Tuesday 3 October 2023

Ruth Collie, née Ruth Jacobs, (1888 - 1936) - British-born poet who started her writing career in Winnipeg, Manitoba – whose pen names were Wilhelmina Stitch and Sheila Rand

With thanks to Stanley Kaye (the Poppy Man) for finding this poet for us.  

Ruth Jacobs was born in November 1888 in Cambridge, UK. She was the eldest of three children born to Isiah Wolf Jacobs, a bookseller and accountant, and his wife, Josephine Jacobs, nee Hast. Her maternal grandfather was Marcus Hast, a Hebrew composer who spent 40 years as Rabbi at the Great Synagogue of London.

In 1908, Ruth's future husband, Elisha Arakie Cohen, a lawyer who worked for the firm Daly, Crichton and McClure in Winnipeg, Manitoba, Canada, travelled to England where he met  Ruth. They were married and returned to Winnipeg. In 1910 their son - Ralph - was born.

In 1913, Ruth began writing book reviews for the “Winnipeg Telegram” using the pen name Sheila Rand. In 1917 she was hired as an editor and regularly published poems and short stories. By January 1919, the “Telegram” was in financial trouble and she was recruited by the “Winnipeg Tribune”, where she started to write a column called "What to Read... and What Not." The column included book reviews and also poems she wrote. 

Following the death of her husband in March 1919, Ruth began working at Eaton's, writing advertising copy for their catalogues. She continued to write for the “Tribune” and became literary editor of “Western Home Monthly”. She was also elected vice-president of the Canadian Authors' Association, which led to regular speaking engagements. In 1922, Ruth signed a deal to publish her poetry in several North American newspapers and began to write under a new pen name, Wilhelmina Stitch.

In 1923 Ruth moved back to England to further her son's education. He became a  professor of economics. In 1924, she married Frank Collie, a physician from Scotland. Ruth resumed her writing career and submitted poetry to the “London Daily Graphic”. Her daily poetry earned her the nickname, "the poem a day lady." Her poetry made her name well known and she was regularly called on to speak for community groups. In 1930, Ruth went on a two-month speaking tour of North America where she spoke every day for 50 days.

Ruth died in London in 1936 after a brief illness at the age of 48. 

Memorial plaque dedicated to Ruth Collie under her pen name Wilhelmina Stitch at Golders Green Crematorium. Photograph by Stanley Kaye. 
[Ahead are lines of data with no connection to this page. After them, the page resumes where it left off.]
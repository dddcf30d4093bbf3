//! Clause-by-clause translation of one query model into a statement builder.

use log::{debug, trace};
use std::mem;

use crate::{
    query_model::{
        BodyClause, ConstantValue, DataType, FromClause, JoinClause, MemberRef, OrderByClause,
        QueryExpr, QueryModel, ResultOperator, ResultOperatorKind,
    },
    sql_statement::{
        sql_expr::{NewExpr, NewMember},
        JoinInfo, JoinSemantics, Ordering, ResultShape, SqlExpr, SqlTable, Statement,
        StatementBuilder, StatementError, TableId, TableSource, UnresolvedCollectionJoin,
        UnresolvedGroupReferenceTable, UnresolvedTable,
    },
};

use super::{
    context::PreparationContext, errors::PreparationError, PreparationResult, PreparationStage,
};

/// Anonymous type carrying a wrapped item together with the orderings it was sorted by.
pub const ORDERED_ITEM_TYPE: &str = "OrderedItem";
pub const ORDERED_ITEM_KEY: &str = "key";

pub struct QueryModelVisitor<'s, 'a, 'p> {
    pub stage: &'s mut PreparationStage<'a>,
    pub context: PreparationContext<'p>,
    pub builder: StatementBuilder,
    /// The select clause's selector; result operator expressions refer to the current item
    /// through it.
    item_selector: Option<QueryExpr>,
    literal_collection_source: bool,
}

impl<'s, 'a, 'p> QueryModelVisitor<'s, 'a, 'p> {
    pub fn translate(
        stage: &'s mut PreparationStage<'a>,
        model: &QueryModel,
        parent: &'p PreparationContext<'p>,
    ) -> PreparationResult<Statement> {
        let mut visitor = QueryModelVisitor {
            stage,
            context: parent.child(),
            builder: StatementBuilder::new(),
            item_selector: None,
            literal_collection_source: false,
        };
        visitor.visit_query_model(model)?;
        Ok(visitor.builder.into_statement()?)
    }

    fn visit_query_model(&mut self, model: &QueryModel) -> PreparationResult<()> {
        self.visit_main_from_clause(&model.main_from_clause)?;

        for clause in &model.body_clauses {
            if self.literal_collection_source {
                return Err(PreparationError::LiteralCollectionUsage {
                    usage: body_clause_name(clause).to_string(),
                });
            }
            match clause {
                BodyClause::AdditionalFrom(from) => self.visit_additional_from_clause(from)?,
                BodyClause::Where(where_clause) => {
                    let predicate = self.prepare(&where_clause.predicate)?;
                    self.builder.add_where_condition(predicate);
                }
                BodyClause::OrderBy(order_by) => self.visit_order_by_clause(order_by)?,
                BodyClause::Join(join) => self.visit_join_clause(join)?,
            }
        }

        let selector = &model.select_clause.selector;
        let projection = self.prepare(selector)?;
        self.builder.shape = Some(ResultShape::Sequence {
            item_type: projection.data_type(),
        });
        self.builder.select_projection = Some(projection);
        self.item_selector = Some(selector.clone());

        if self.literal_collection_source && model.result_operators.is_empty() {
            return Err(PreparationError::LiteralCollectionUsage {
                usage: "select clause".to_string(),
            });
        }
        for operator in &model.result_operators {
            self.visit_result_operator(operator)?;
        }
        Ok(())
    }

    fn visit_main_from_clause(&mut self, from: &FromClause) -> PreparationResult<()> {
        if let QueryExpr::Constant {
            value: ConstantValue::Collection(_),
            ..
        } = &from.from_expression
        {
            let collection = self.prepare(&from.from_expression)?;
            self.context.add_source_mapping(from.source_id, collection);
            self.literal_collection_source = true;
            return Ok(());
        }
        self.visit_additional_from_clause(from)
    }

    fn visit_additional_from_clause(&mut self, from: &FromClause) -> PreparationResult<()> {
        let table = self.table_for_from_expression(&from.from_expression, &from.item_type)?;
        let reference = SqlExpr::table_reference(table.id, from.item_type.clone());
        trace!("Source {} bound to table {}", from.source_id, table.id);
        self.builder.add_table(table);
        self.context.add_source_mapping(from.source_id, reference);
        Ok(())
    }

    fn table_for_from_expression(
        &mut self,
        expr: &QueryExpr,
        item_type: &DataType,
    ) -> PreparationResult<SqlTable> {
        match expr {
            QueryExpr::Queryable { item_type } => Ok(SqlTable::new(
                self.stage.generator.next_table_id(),
                TableSource::Unresolved(UnresolvedTable {
                    item_type: item_type.clone(),
                }),
                JoinSemantics::Inner,
            )),
            QueryExpr::SubQuery { model } => {
                let statement = self.stage.prepare_query_model(model, &self.context)?;
                let statement = into_sequence(statement)?;
                Ok(self
                    .stage
                    .create_sub_statement_table(statement, JoinSemantics::Inner))
            }
            QueryExpr::Member {
                expr: owner,
                member,
            } if member.member_type.element_type().is_some() => {
                let source = self.prepare(owner)?;
                Ok(SqlTable::new(
                    self.stage.generator.next_table_id(),
                    TableSource::Joined(JoinInfo::UnresolvedCollection(
                        UnresolvedCollectionJoin {
                            source: Box::new(source),
                            member: member.clone(),
                        },
                    )),
                    JoinSemantics::Inner,
                ))
            }
            other => {
                let prepared = self.prepare(other)?;
                match prepared {
                    SqlExpr::TableReference(reference) if reference.item_type.is_grouping() => {
                        Ok(SqlTable::new(
                            self.stage.generator.next_table_id(),
                            TableSource::GroupReference(UnresolvedGroupReferenceTable {
                                referenced_group_source: reference.table,
                                item_type: item_type.clone(),
                            }),
                            JoinSemantics::Inner,
                        ))
                    }
                    SqlExpr::SubStatement(statement) => {
                        let statement = into_sequence(*statement)?;
                        Ok(self
                            .stage
                            .create_sub_statement_table(statement, JoinSemantics::Inner))
                    }
                    other => Err(PreparationError::UnsupportedFromExpression {
                        data_type: other.data_type(),
                    }),
                }
            }
        }
    }

    /// Later order-by clauses take precedence over earlier ones.
    fn visit_order_by_clause(&mut self, order_by: &OrderByClause) -> PreparationResult<()> {
        let mut orderings = Vec::with_capacity(order_by.orderings.len());
        for ordering in &order_by.orderings {
            orderings.push(Ordering::new(
                self.prepare(&ordering.expression)?,
                ordering.direction,
            ));
        }
        self.builder.orderings.splice(0..0, orderings);
        Ok(())
    }

    fn visit_join_clause(&mut self, join: &JoinClause) -> PreparationResult<()> {
        let table = self.table_for_from_expression(&join.inner_sequence, &join.item_type)?;
        let reference = SqlExpr::table_reference(table.id, join.item_type.clone());
        self.builder.add_table(table);
        self.context.add_source_mapping(join.source_id, reference);

        let outer_key = self.prepare(&join.outer_key_selector)?;
        let inner_key = self.prepare(&join.inner_key_selector)?;
        self.builder
            .add_where_condition(SqlExpr::equal(outer_key, inner_key));
        Ok(())
    }

    fn visit_result_operator(&mut self, operator: &ResultOperator) -> PreparationResult<()> {
        let kind = operator.kind();
        if self.builder.shape.as_ref().is_some_and(ResultShape::is_scalar) {
            return Err(PreparationError::OperatorAfterScalar { operator: kind });
        }
        if self.literal_collection_source && kind != ResultOperatorKind::Contains {
            return Err(PreparationError::LiteralCollectionUsage {
                usage: kind.to_string(),
            });
        }

        let handlers = self.stage.handlers;
        let handler = handlers
            .get(kind)
            .ok_or(PreparationError::UnsupportedResultOperator(kind))?;
        debug!("Handling result operator {}", kind);
        handler.handle(operator, self)
    }

    /// Prepares an expression against the current sources and item.
    pub fn prepare(&mut self, expr: &QueryExpr) -> PreparationResult<SqlExpr> {
        self.stage
            .prepare_expression(expr, &self.context, &mut self.builder)
    }

    pub fn is_literal_collection_source(&self) -> bool {
        self.literal_collection_source
    }

    pub fn config(&self) -> &crate::config::TranslatorConfig {
        self.stage.config
    }

    pub fn current_projection(&self) -> PreparationResult<&SqlExpr> {
        self.builder
            .select_projection
            .as_ref()
            .ok_or_else(|| StatementError::MissingSelectProjection.into())
    }

    pub fn current_item_type(&self) -> PreparationResult<DataType> {
        Ok(self.current_projection()?.data_type())
    }

    /// Replaces the current item; result operator expressions referring to the selector
    /// now see `item`.
    pub fn set_item_expression(&mut self, item: SqlExpr) {
        if let Some(selector) = &self.item_selector {
            self.context
                .add_expression_mapping(selector.clone(), item.clone());
        }
        self.builder.select_projection = Some(item);
    }

    /// Seals the builder into a sub-statement table of a fresh builder.
    pub fn seal_into_sub_statement_table(
        &mut self,
        semantics: JoinSemantics,
    ) -> PreparationResult<(TableId, DataType)> {
        let shape = self.builder.shape.clone();
        let statement = self.builder.get_statement_and_reset()?;
        let item_type = statement.select_projection().data_type();
        let statement = into_sequence(statement)?;
        let table = self.stage.create_sub_statement_table(statement, semantics);
        let id = table.id;
        debug!("Sealed statement into sub-statement table {}", id);
        self.builder.add_table(table);
        self.builder.shape = shape;
        Ok((id, item_type))
    }

    /// Freezes the current statement into a sub-statement table and continues in a fresh outer
    /// statement selecting from it. With `extract_orderings`, the orderings of the wrapped
    /// statement are projected alongside the item and re-applied outside. A wrapped statement
    /// with TOP keeps its own orderings as well.
    pub fn seal_and_wrap(&mut self, extract_orderings: bool) -> PreparationResult<()> {
        self.seal_and_wrap_with_semantics(extract_orderings, JoinSemantics::Inner)
    }

    pub fn seal_and_wrap_with_semantics(
        &mut self,
        extract_orderings: bool,
        semantics: JoinSemantics,
    ) -> PreparationResult<()> {
        let projection = self
            .builder
            .select_projection
            .take()
            .ok_or(StatementError::MissingSelectProjection)?;
        // A limited statement keeps its orderings so TOP picks the intended rows.
        let orderings = if self.builder.top_expression.is_some() {
            self.builder.orderings.clone()
        } else {
            mem::take(&mut self.builder.orderings)
        };
        let item_type = projection.data_type();

        let extracted = if extract_orderings { orderings } else { vec![] };
        if extracted.is_empty() {
            self.builder.select_projection = Some(self.ensure_named(projection));
        } else {
            let mut members = vec![NewMember {
                name: ORDERED_ITEM_KEY.to_string(),
                expr: projection,
            }];
            members.extend(extracted.iter().enumerate().map(|(i, ordering)| NewMember {
                name: ordering_member_name(i),
                expr: ordering.expression.clone(),
            }));
            self.builder.select_projection = Some(SqlExpr::New(NewExpr {
                type_name: ORDERED_ITEM_TYPE.to_string(),
                members,
            }));
        }

        let (table, table_item_type) = self.seal_into_sub_statement_table(semantics)?;
        let table_reference = SqlExpr::table_reference(table, table_item_type.clone());

        let item = if extracted.is_empty() {
            table_reference
        } else {
            for (i, ordering) in extracted.into_iter().enumerate() {
                let member = MemberRef::new(
                    ORDERED_ITEM_TYPE,
                    ordering_member_name(i),
                    ordering.expression.data_type(),
                );
                self.builder.orderings.push(Ordering::new(
                    SqlExpr::member(table_reference.clone(), member),
                    ordering.direction,
                ));
            }
            SqlExpr::member(
                table_reference,
                MemberRef::new(ORDERED_ITEM_TYPE, ORDERED_ITEM_KEY, item_type.clone()),
            )
        };

        if let Some(ResultShape::Sequence { .. }) | None = self.builder.shape {
            self.builder.shape = Some(ResultShape::Sequence {
                item_type: item_type.clone(),
            });
        }
        self.set_item_expression(item);
        Ok(())
    }

    /// Scalar sub-statement projections need a column name; entities and constructed objects
    /// carry their own.
    pub fn ensure_named(&self, projection: SqlExpr) -> SqlExpr {
        match projection {
            named @ SqlExpr::Named(_) => named,
            other if !other.data_type().is_scalar() => other,
            other => SqlExpr::named(
                Some(self.stage.config.default_projection_name.clone()),
                other,
            ),
        }
    }
}

pub fn ordering_member_name(index: usize) -> String {
    format!("o{}", index)
}

/// Sub-statement tables always iterate over a sequence.
pub(crate) fn into_sequence(statement: Statement) -> PreparationResult<Statement> {
    if statement.shape().is_sequence() {
        return Ok(statement);
    }
    let item_type = statement.select_projection().data_type();
    let mut builder = StatementBuilder::from_statement(statement);
    builder.shape = Some(ResultShape::Sequence { item_type });
    Ok(builder.into_statement()?)
}

fn body_clause_name(clause: &BodyClause) -> &'static str {
    match clause {
        BodyClause::AdditionalFrom(_) => "additional from clause",
        BodyClause::Where(_) => "where clause",
        BodyClause::OrderBy(_) => "order by clause",
        BodyClause::Join(_) => "join clause",
    }
}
"TO ONE WHO DIED IN ACTION"

FOR thirteen years, 

Each first of June, 

We marked our heights upon the schoolroom door. 

With girlish jeers, 

Each first of June, 

I scoffed, O cousin, you must grow still more 

If you would be as tall as I 

Next first of June ! 

My solemn, pale-faced cousin, Fie ! 

To let me win the race. 

 

Ah me! To-day, 

This first of June, 

They wrote that you in Flanders found a grave. 

So now I say, 

This first of June,   

‘O pale-faced cousin, sleeping with the brave, 

Would I could grow as tall as you 

Next first of June, 

And stride, as British heroes do, 

With head above the clouds!’ 


From: “Canadian Poems of the Great War.” Edited by John W. Garvin, (McClelland & Stewart, Toronto, 1918) – page 184. 

As this WW1 Anthology is available to read as a free download on Archive, you can also read other poems by Ruth published in that volume on pages 183 – 186. 

https://archive.org/details/canadianpoems00garvuoft/page/184/mode/2up

Other sources:  Find my Past, Free BMD and Wikipedia. 

http://www.echenberg.org/war-poetry.com_oldsite/_data/authorpaginated/details/63960.html

Portrait of Ruth taken  by Howard Coster National Portrait Gallery NPG x93858

https://www.npg.org.uk/collections/search/portrait/mw54152/Wilhelmina-Stitch-Ruth-Collie

Howard Sydney Musgrave Coster (27 April 1885 – 17 November 1959) was a British photographer. After serving in the RAF during WW1, he opened a studio in London in 1926.